---- RECORDS FOR THIS TASK
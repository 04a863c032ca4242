//! `Accept-Language` negotiation.

use super::LanguageTag;

/// One language range from an `Accept-Language` header.
#[derive(Debug, Clone, PartialEq)]
pub enum LanguageRange {
    Any,
    Tag(LanguageTag),
}

/// Parse an `Accept-Language` value into ranges, best first.
///
/// Malformed entries and `q=0` are dropped; equal weights keep header order.
pub fn parse_accept_language(header: &str) -> Vec<LanguageRange> {
    let mut weighted: Vec<(LanguageRange, f32)> = header
        .split(',')
        .filter_map(|item| {
            let mut parts = item.split(';');
            let range = parts.next()?.trim();
            let mut q = 1.0;
            for param in parts {
                let (key, value) = param.split_once('=')?;
                if key.trim().eq_ignore_ascii_case("q") {
                    q = value.trim().parse::<f32>().ok()?;
                }
            }
            if !(q > 0.0 && q <= 1.0) {
                return None;
            }

            let range = match range {
                "*" => LanguageRange::Any,
                tag => LanguageRange::Tag(LanguageTag::parse(tag).ok()?),
            };
            Some((range, q))
        })
        .collect();

    weighted.sort_by(|a, b| b.1.total_cmp(&a.1));
    weighted.into_iter().map(|(range, _)| range).collect()
}

/// Pick the option that best serves `accept`.
///
/// The fallback, when available, is moved to the front of the options so it
/// wins whenever the header does not decide. Each requested range, best
/// first, matches `*` to the first option, otherwise the range is truncated
/// one subtag at a time (`zh-Hant-HK`, `zh-Hant`, `zh`) and the first option
/// equal to or extending a prefix wins. With no match the first option is
/// returned; with no options there is no result.
pub fn negotiate(
    options: &[LanguageTag],
    fallback: &LanguageTag,
    accept: &str,
) -> Option<LanguageTag> {
    let mut ordered: Vec<&LanguageTag> = Vec::with_capacity(options.len());
    ordered.extend(options.iter().filter(|tag| *tag == fallback));
    ordered.extend(options.iter().filter(|tag| *tag != fallback));
    let first = *ordered.first()?;

    for range in parse_accept_language(accept) {
        let found = match &range {
            LanguageRange::Any => Some(first),
            LanguageRange::Tag(wanted) => truncations(wanted.as_str()).find_map(|prefix| {
                ordered
                    .iter()
                    .copied()
                    .find(|tag| extends(tag.as_str(), prefix))
            }),
        };
        if let Some(tag) = found {
            return Some(tag.clone());
        }
    }
    Some(first.clone())
}

/// `tag` itself, then each shorter prefix down to the primary language.
/// A singleton left at the end of a prefix is dropped with it.
fn truncations(tag: &str) -> impl Iterator<Item = &str> {
    let mut next = Some(tag);
    std::iter::from_fn(move || {
        let current = next?;
        next = current.rfind('-').map(|cut| {
            let shorter = &current[..cut];
            match shorter.rfind('-') {
                Some(at) if shorter.len() - at == 2 => &shorter[..at],
                _ => shorter,
            }
        });
        Some(current)
    })
}

/// Whether `tag` is `prefix` or starts with `prefix-`.
fn extends(tag: &str, prefix: &str) -> bool {
    tag.strip_prefix(prefix)
        .is_some_and(|rest| rest.is_empty() || rest.starts_with('-'))
}

#[cfg(test)]
mod tests {
    use super::*;

    fn tags(names: &[&str]) -> Vec<LanguageTag> {
        names.iter().map(|n| LanguageTag::parse(n).unwrap()).collect()
    }

    fn tag(name: &str) -> LanguageTag {
        LanguageTag::parse(name).unwrap()
    }

    #[test]
    fn test_fallback_wins_unmatched_header() {
        let options = tags(&["en-US", "nl-NL"]);
        let fallback = tag("nl-NL");
        assert_eq!(negotiate(&options, &fallback, "fr").unwrap(), tag("nl-NL"));
        assert_eq!(negotiate(&options, &fallback, "").unwrap(), tag("nl-NL"));
        assert_eq!(negotiate(&options, &fallback, ";;,garbage_").unwrap(), tag("nl-NL"));
    }

    #[test]
    fn test_exact_match_beats_fallback() {
        let options = tags(&["en-US", "nl-NL"]);
        let fallback = tag("nl-NL");
        assert_eq!(negotiate(&options, &fallback, "en-US").unwrap(), tag("en-US"));
        assert_eq!(negotiate(&options, &fallback, "en-us").unwrap(), tag("en-US"));
    }

    #[test]
    fn test_primary_language_match() {
        let options = tags(&["en-US", "nl-NL"]);
        let fallback = tag("en-US");
        assert_eq!(negotiate(&options, &fallback, "nl").unwrap(), tag("nl-NL"));
        assert_eq!(negotiate(&options, &fallback, "nl-BE").unwrap(), tag("nl-NL"));
    }

    #[test]
    fn test_closest_prefix_match() {
        let options = tags(&["zh-Hans-CN", "zh-Hant-TW"]);
        let fallback = tag("zh-Hans-CN");
        assert_eq!(
            negotiate(&options, &fallback, "zh-Hant-HK").unwrap(),
            tag("zh-Hant-TW")
        );
        assert_eq!(negotiate(&options, &fallback, "zh").unwrap(), tag("zh-Hans-CN"));
    }

    #[test]
    fn test_truncations() {
        assert_eq!(
            truncations("zh-Hant-HK").collect::<Vec<_>>(),
            vec!["zh-Hant-HK", "zh-Hant", "zh"]
        );
        assert_eq!(
            truncations("en-US-x-twain").collect::<Vec<_>>(),
            vec!["en-US-x-twain", "en-US", "en"]
        );
        assert_eq!(truncations("nl").collect::<Vec<_>>(), vec!["nl"]);
        assert!(extends("nl-NL", "nl"));
        assert!(!extends("nld", "nl"));
    }

    #[test]
    fn test_quality_order() {
        let options = tags(&["de", "en-US", "nl-NL"]);
        let fallback = tag("de");
        assert_eq!(
            negotiate(&options, &fallback, "fr;q=0.9, nl-NL;q=0.5, en;q=0.8").unwrap(),
            tag("en-US")
        );
        assert_eq!(
            negotiate(&options, &fallback, "en;q=0, nl").unwrap(),
            tag("nl-NL")
        );
        assert_eq!(negotiate(&options, &fallback, "*").unwrap(), tag("de"));
    }

    #[test]
    fn test_fallback_not_available() {
        let options = tags(&["en-US", "nl-NL"]);
        assert_eq!(negotiate(&options, &tag("de"), "fr").unwrap(), tag("en-US"));
    }

    #[test]
    fn test_no_options() {
        assert!(negotiate(&[], &tag("nl-NL"), "nl-NL").is_none());
    }

    #[test]
    fn test_parse_accept_language() {
        assert_eq!(
            parse_accept_language("nl-NL,nl;q=0.9,en-US;q=0.8,*;q=0.1"),
            vec![
                LanguageRange::Tag(tag("nl-NL")),
                LanguageRange::Tag(tag("nl")),
                LanguageRange::Tag(tag("en-US")),
                LanguageRange::Any,
            ]
        );
        assert_eq!(
            parse_accept_language("en;q=abc, de;q=2, fr"),
            vec![LanguageRange::Tag(tag("fr"))]
        );
    }
}
//! manual-server - builds markdown manuals into a static site and serves
//! them with per-client language negotiation.

mod cli;
mod compiler;
mod config;
mod core;
mod language;
mod logger;
mod output;
mod router;
mod source;
mod utils;

use anyhow::Result;
use clap::{ColorChoice, Parser};
use cli::{Cli, Commands, build::build_manuals, serve::serve_manuals};
use config::{ManualConfig, init_config};

fn main() -> Result<()> {
    // Setup global Ctrl+C handler (before any blocking operations)
    core::setup_shutdown_handler()?;

    let cli = Cli::parse();

    // Set global color override based on CLI option
    match cli.color {
        ColorChoice::Always => owo_colors::set_override(true),
        ColorChoice::Never => owo_colors::set_override(false),
        ColorChoice::Auto => {} // owo-colors auto-detects TTY
    }

    let config = init_config(ManualConfig::load(&cli)?);

    match &cli.command {
        Commands::Build { .. } => build_manuals(&config).map(|_| ()),
        Commands::Serve { .. } => {
            build_manuals(&config)?;
            serve_manuals()
        }
    }
}
//! `[source]` section configuration.
//!
//! # Example
//!
//! ```toml
//! [source]
//! location = "https://github.com/org/manuals"   # or a local directory
//! branch = "main"                               # git sources only
//! ```

use serde::{Deserialize, Serialize};

/// Manual source settings.
#[derive(Debug, Clone, Serialize, Deserialize, PartialEq, Eq)]
#[serde(default)]
pub struct SourceSectionConfig {
    /// Local directory, or a git URL when it starts with `https://`.
    pub location: String,

    /// Branch to clone; the remote's default branch when unset.
    pub branch: Option<String>,
}

impl SourceSectionConfig {
    pub fn is_repository(&self) -> bool {
        self.location.starts_with("https://")
    }
}

impl Default for SourceSectionConfig {
    fn default() -> Self {
        Self {
            location: "./source".to_string(),
            branch: None,
        }
    }
}
//! Lexical cleaning of paths relative to a tree root.

use std::path::{Component, Path, PathBuf};

/// Lexically clean a path that is relative to some tree root.
///
/// Removes `.` components and resolves `..` against the preceding component.
/// Returns `None` when the path is absolute or climbs above the root.
///
/// # Example
/// ```ignore
/// clean_relative(Path::new("a/languages/../assets/x.png")) == Some("a/assets/x.png")
/// clean_relative(Path::new("../secret")) == None
/// ```
pub fn clean_relative(path: &Path) -> Option<PathBuf> {
    let mut parts: Vec<&std::ffi::OsStr> = Vec::new();
    for component in path.components() {
        match component {
            Component::CurDir => {}
            Component::Normal(part) => parts.push(part),
            Component::ParentDir => {
                parts.pop()?;
            }
            Component::RootDir | Component::Prefix(_) => return None,
        }
    }
    Some(parts.iter().collect())
}

#[cfg(test)]
mod tests {
    use super::*;

    #[test]
    fn test_clean_relative() {
        assert_eq!(
            clean_relative(Path::new("a/./b/../c.png")),
            Some(PathBuf::from("a/c.png"))
        );
        assert_eq!(
            clean_relative(Path::new("campaigns/generic/languages/../assets/x.png")),
            Some(PathBuf::from("campaigns/generic/assets/x.png"))
        );
        assert_eq!(clean_relative(Path::new("")), Some(PathBuf::new()));
    }

    #[test]
    fn test_clean_relative_rejects_escape() {
        assert_eq!(clean_relative(Path::new("../x")), None);
        assert_eq!(clean_relative(Path::new("a/../../x")), None);
        assert_eq!(clean_relative(Path::new("/etc/passwd")), None);
    }
}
--------
## WORK ITEM
Retype, exactly and in full, the lines above from the one containing "site and serves" through the one containing "pub struct SourceSectionConfig".

## ANSWER AREA
//! manual-server - builds markdown manuals into a static site and serves
//! them with per-client language negotiation.

mod cli;
mod compiler;
mod config;
mod core;
mod language;
mod logger;
mod output;
mod router;
mod source;
mod utils;

use anyhow::Result;
use clap::{ColorChoice, Parser};
use cli::{Cli, Commands, build::build_manuals, serve::serve_manuals};
use config::{ManualConfig, init_config};

fn main() -> Result<()> {
    // Setup global Ctrl+C handler (before any blocking operations)
    core::setup_shutdown_handler()?;

    let cli = Cli::parse();

    // Set global color override based on CLI option
    match cli.color {
        ColorChoice::Always => owo_colors::set_override(true),
        ColorChoice::Never => owo_colors::set_override(false),
        ColorChoice::Auto => {} // owo-colors auto-detects TTY
    }

    let config = init_config(ManualConfig::load(&cli)?);

    match &cli.command {
        Commands::Build { .. } => build_manuals(&config).map(|_| ()),
        Commands::Serve { .. } => {
            build_manuals(&config)?;
            serve_manuals()
        }
    }
}
//! `[source]` section configuration.
//!
//! # Example
//!
//! ```toml
//! [source]
//! location = "https://github.com/org/manuals"   # or a local directory
//! branch = "main"                               # git sources only
//! ```

use serde::{Deserialize, Serialize};

/// Manual source settings.
#[derive(Debug, Clone, Serialize, Deserialize, PartialEq, Eq)]
#[serde(default)]
pub struct SourceSectionConfig {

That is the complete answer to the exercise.